En el caso argentino, Massera –y otros también lo hicieron– invocó que el gobierno constitucional que habían derrocado en 1976 les había ordenado “aniquilar a la subversión”, omitiendo que en rigor la orden prescribía “aniquilar el accionar de la subversión”, lo que militarmente significa quebrar la capacidad de lucha del oponente sin apartarse de toda la fuerza que emanaba del orden jurídico vigente, y de elementales principios éticos, morales y hasta religiosos. Sin recurrir tampoco a la lucha del clandestino contra el clandestino.

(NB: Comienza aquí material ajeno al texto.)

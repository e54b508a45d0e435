//! Arithmetic sequence: show a few terms, find the common difference, reveal the next term.

use mathmotion_timeline_core::PhaseSpec;

use crate::format::{list, num};
use crate::lesson::Lesson;
use crate::problem::ProblemData;
use crate::view::LessonView;

pub const KIND: &str = "sequence";

/// `[start, count]`
pub const DEFAULT_OPERANDS: [f64; 2] = [2.0, 3.0];

lesson_phases! {
    pub enum SequencePhase {
        Setup => "setup",
        Terms => "terms": Pop,
        Pattern => "pattern": Pop,
        Extend => "extend": Whoosh,
        Answer => "answer": Pop,
        Complete => "complete",
    }
}

#[derive(Clone, Debug, PartialEq)]
pub struct SequenceLesson {
    step: f64,
    terms: Vec<f64>,
    next: f64,
    check: Option<bool>,
}

impl SequenceLesson {
    pub fn new(problem: &ProblemData) -> Self {
        let r = problem.reader(KIND);
        let start = r.number(0, DEFAULT_OPERANDS[0], |_| true);
        let count = r.integer(1, DEFAULT_OPERANDS[1] as i64, 2, 10) as usize;
        // common difference comes from context; the plain lesson counts up by one
        let step = problem.context_f64("step").unwrap_or(1.0);
        let terms: Vec<f64> = (0..count).map(|i| start + step * i as f64).collect();
        let next = start + step * count as f64;
        Self {
            step,
            terms,
            next,
            check: problem.answer_matches(next),
        }
    }

    #[inline]
    pub fn terms(&self) -> &[f64] {
        &self.terms
    }

    #[inline]
    pub fn next_term(&self) -> f64 {
        self.next
    }

    fn difference_label(&self) -> String {
        if self.step < 0.0 {
            format!("-{}", num(-self.step))
        } else {
            format!("+{}", num(self.step))
        }
    }

    fn last_term(&self) -> f64 {
        self.terms.last().copied().unwrap_or(self.next - self.step)
    }
}

impl Lesson for SequenceLesson {
    fn kind(&self) -> &'static str {
        KIND
    }

    fn phases(&self) -> Vec<PhaseSpec> {
        SequencePhase::specs()
    }

    fn view(&self, index: usize) -> LessonView {
        let phase = SequencePhase::from_index(index);
        let reached = |p: SequencePhase| phase.index() >= p.index();
        let mut v = LessonView::new(KIND, phase.tag(), phase.index()).show(&["number-row"]);

        if reached(SequencePhase::Terms) {
            v = v
                .show(&["terms"])
                .label("sequence", list(&self.terms))
                .value("term_count", self.terms.len() as f64);
        }
        if reached(SequencePhase::Pattern) {
            v = v
                .show(&["difference-arrows"])
                .label("difference", self.difference_label())
                .value("difference", self.step);
        }
        if reached(SequencePhase::Extend) {
            v = v.show(&["next-slot"]);
        }
        if reached(SequencePhase::Answer) {
            v = v
                .show(&["answer"])
                .label("answer", num(self.next))
                .value("answer", self.next);
        }

        let more_or_less = if self.step < 0.0 { "less" } else { "more" };
        v = match phase {
            SequencePhase::Setup => v.narrate("Let's look at these numbers and find the pattern."),
            SequencePhase::Terms => v
                .highlight(&["terms"])
                .narrate(format!("Here is the sequence: {}.", list(&self.terms))),
            SequencePhase::Pattern => v.highlight(&["difference-arrows"]).narrate(format!(
                "Each number is {} {} than the one before.",
                num(self.step.abs()),
                more_or_less
            )),
            SequencePhase::Extend => v.highlight(&["next-slot"]).narrate(format!(
                "So the next number is {} {} {}.",
                num(self.last_term()),
                if self.step < 0.0 { "minus" } else { "plus" },
                num(self.step.abs())
            )),
            SequencePhase::Answer => v
                .highlight(&["answer"])
                .narrate(format!("The next number is {}!", num(self.next))),
            SequencePhase::Complete => {
                let mut full = self.terms.clone();
                full.push(self.next);
                let v = v.label("sequence_full", list(&full));
                let v = match self.check {
                    Some(ok) => v.label("check", if ok { "correct" } else { "different" }),
                    None => v,
                };
                v.narrate(format!("{} comes next.", num(self.next)))
            }
        };
        v
    }
}

#[cfg(test)]
mod tests {
    use super::*;

    #[test]
    fn counts_up_by_default() {
        let l = SequenceLesson::new(&ProblemData::from_operands(&[95.0, 3.0]));
        assert_eq!(l.terms(), &[95.0, 96.0, 97.0]);
        assert_eq!(l.next_term(), 98.0);
    }

    #[test]
    fn context_step_and_defaults() {
        let p = ProblemData::from_operands(&[10.0]).with_context("step", serde_json::json!(-3));
        let l = SequenceLesson::new(&p);
        assert_eq!(l.terms(), &[10.0, 7.0, 4.0]);
        let v = l.view(SequencePhase::Pattern.index());
        assert_eq!(v.labels["difference"], "-3");
        assert!(v.narration.contains("less"));
    }
}
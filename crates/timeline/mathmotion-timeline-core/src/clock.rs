//! Converts host frame deltas into whole timer ticks.

/// Fixed-interval accumulator. The remainder carries over between frames so
/// irregular frame pacing still yields one tick per interval on average.
#[derive(Clone, Debug, PartialEq)]
pub struct TickClock {
    interval_ms: f64,
    carry_ms: f64,
}

impl TickClock {
    pub fn new(interval_ms: u32) -> Self {
        Self {
            interval_ms: interval_ms.max(1) as f64,
            carry_ms: 0.0,
        }
    }

    #[inline]
    pub fn interval_ms(&self) -> f64 {
        self.interval_ms
    }

    /// Add `dt_ms` and return how many ticks elapsed. Negative or non-finite
    /// deltas count as zero.
    pub fn advance(&mut self, dt_ms: f64) -> u32 {
        if !dt_ms.is_finite() || dt_ms <= 0.0 {
            return 0;
        }
        self.carry_ms += dt_ms;
        let ticks = (self.carry_ms / self.interval_ms).floor();
        self.carry_ms -= ticks * self.interval_ms;
        ticks.min(u32::MAX as f64) as u32
    }

    /// Drop any partial interval (timer cancelled or restarted).
    #[inline]
    pub fn reset(&mut self) {
        self.carry_ms = 0.0;
    }
}

#[cfg(test)]
mod tests {
    use super::*;

    #[test]
    fn carries_remainder() {
        let mut c = TickClock::new(100);
        assert_eq!(c.advance(60.0), 0);
        assert_eq!(c.advance(60.0), 1);
        assert_eq!(c.advance(80.0), 1);
        assert_eq!(c.advance(350.0), 3);
    }

    #[test]
    fn ignores_bad_deltas_and_resets() {
        let mut c = TickClock::new(100);
        assert_eq!(c.advance(-5.0), 0);
        assert_eq!(c.advance(f64::NAN), 0);
        c.advance(90.0);
        c.reset();
        assert_eq!(c.advance(20.0), 0);
    }
}
//! Output contracts from the phase runner.
//!
//! Outputs carry the semantic events produced by the signals applied since
//! the last `clear`. Adapters (wasm, tests) read them after each step; the
//! runner has already dispatched cues and completion to its sinks.

use serde::{Deserialize, Serialize};

use crate::cue::SoundCue;

/// Discrete signals emitted by the timeline reducer.
#[derive(Clone, Debug, PartialEq, Eq, Serialize, Deserialize)]
#[serde(tag = "type", rename_all = "snake_case")]
#[non_exhaustive]
pub enum TimelineEvent {
    TimerStarted,
    TimerStopped,
    PhaseEntered { index: usize, name: String, tick: u64 },
    Cue { cue: SoundCue },
    Paused { tick: u64 },
    Resumed { tick: u64 },
    Completed { tick: u64 },
}

impl TimelineEvent {
    #[inline]
    pub fn is_cue(&self, cue: SoundCue) -> bool {
        matches!(self, Self::Cue { cue: c } if *c == cue)
    }
}

/// Events collected for one host step.
#[derive(Clone, Debug, Default, Serialize, Deserialize)]
pub struct Outputs {
    #[serde(default)]
    pub events: Vec<TimelineEvent>,
    /// Events dropped because `max_events_per_tick` was reached.
    #[serde(default)]
    pub dropped: usize,
}

impl Outputs {
    #[inline]
    pub fn clear(&mut self) {
        self.events.clear();
        self.dropped = 0;
    }

    #[inline]
    pub fn push_event(&mut self, event: TimelineEvent, cap: usize) {
        if self.events.len() < cap {
            self.events.push(event);
        } else {
            self.dropped += 1;
        }
    }

    #[inline]
    pub fn is_empty(&self) -> bool {
        self.events.is_empty()
    }

    pub fn count_cue(&self, cue: SoundCue) -> usize {
        self.events.iter().filter(|e| e.is_cue(cue)).count()
    }

    /// Names of phases entered, in order.
    pub fn entered_phases(&self) -> Vec<&str> {
        self.events
            .iter()
            .filter_map(|e| match e {
                TimelineEvent::PhaseEntered { name, .. } => Some(name.as_str()),
                _ => None,
            })
            .collect()
    }
}

#[cfg(test)]
mod tests {
    use super::*;

    #[test]
    fn cap_drops_and_counts() {
        let mut out = Outputs::default();
        for _ in 0..3 {
            out.push_event(TimelineEvent::TimerStarted, 2);
        }
        assert_eq!(out.events.len(), 2);
        assert_eq!(out.dropped, 1);
        out.clear();
        assert!(out.is_empty());
        assert_eq!(out.dropped, 0);
    }

    #[test]
    fn events_serialize_tagged() {
        let v = serde_json::to_value(TimelineEvent::Cue {
            cue: SoundCue::Pop,
        })
        .unwrap();
        assert_eq!(v, serde_json::json!({ "type": "cue", "cue": "pop" }));
    }
}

En Alemania fueron los vencedores quienes juzgaron a los vencidos. En nuestro país, en el inicio de una nueva institucionalidad democrática, los que se jactaban de haber triunfado en una inexistente guerra civil –dado el carácter minoritario del terrorismo–, fueron juzgados en tribunales argentinos, con leyes, jueces, fiscales y abogados defensores argentinos. La Corte Suprema de Justicia de la Nación dijo que ese juicio “…no fue hijo de la revancha, sino para los que se apartaron de su misión de las Fuerzas Armadas”; en ese entonces estaba integrada por los ministros José S. Caballero, Augusto Belluscio, Carlos Fayt, Enrique Petracchi y Jorge Baqué.

En ese sentido, son interesantes las recientes reflexiones de algunos de los camaristas del juicio a las Juntas. Arslanian: “Mi mayor miedo… no era a las amenazas, era a fracasar, a que no pudiéramos terminar el juicio”. Gil Lavedra: “…la transición democrática se edificará sobre el Estado de Derecho y la no impunidad de los poderosos…”. Valerga Aráoz: “…aprovecharon el poder para enriquecerse con propiedades ajenas, como los campos que terminaron en una sociedad de Massera”. Por su parte, la doctora Liliana de Riz escribió: “El juicio a las Juntas muestra que el Derecho y la moral son diques de contención del poder”.

En ese continuum que son las ideas-fuerza forjadoras de una nación a través de conceptos fundantes, recordemos que para Juan B. Alberdi, gobernar era poblar; para Domingo F. Sarmiento, gobernar era educar, y para Raúl Alfonsín, gobernar fue el respeto a la Constitución Nacional. Quiera Dios que el fenómeno social que despertó el filme Argentina, 1985 contribuya a lograr el pedido del Papa Francisco de “dejar de seguir negando la historia en la Argentina”, y me permito añadir que principalmente en referencia a los relatos de las últimas cinco décadas.

* Marin Balza – Ex Jefe del Ejército Argentino, veterano de la Guerra de Malvinas y ex embajador en Colombia y Costa Rica.